# GIVEN DATA
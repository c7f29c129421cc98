//! # kick_pipeline
//!
//! Core pipeline for a camera-driven percussion instrument: noisy
//! per-frame fingertip tracking data comes in, discrete percussive events
//! come out, and two time-evolving visual layers are maintained.
//!
//! ## Pipeline
//!
//! ```text
//! HandsSnapshot ──▶ PinchDetector ──▶ GestureTrigger ──┬─▶ shot_params ─▶ (audio)
//!  (per frame)        8 slots          (Start only)    └─▶ KickQueue   ─▶ (canvas)
//!
//! ParticleField ── independent ambient layer, composited underneath
//! ```
//!
//! | Module | Responsibility |
//! |---|---|
//! | [`snapshot`]  | Per-frame hand/finger tracking payload |
//! | [`detector`]  | `start`-transition detection per (hand, finger) slot |
//! | [`mapper`]    | Trigger position → playback rate / pan / amplitude |
//! | [`kick`]      | Frame-phase counter and the shrinking/fading mark queue |
//! | [`particles`] | Drifting piano-key particles |
//! | [`theme`]     | Shared palette + background |
//!
//! Everything here is pure state-machine and geometry code: no windowing,
//! no audio device, no globals. The interactive crate (`pinch_kick`) wires
//! these pieces to a landmark source, a sampler, and a framebuffer.

pub mod detector;
pub mod kick;
pub mod mapper;
pub mod particles;
pub mod snapshot;
pub mod theme;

# TASK DETAILS
Whatever lies between the line containing "pub mod detector;" and the final line above, both included, must be returned exactly.

# RESULT OF THE EXERCISE
pub mod detector;
pub mod kick;
pub mod mapper;
pub mod particles;
pub mod snapshot;
pub mod theme;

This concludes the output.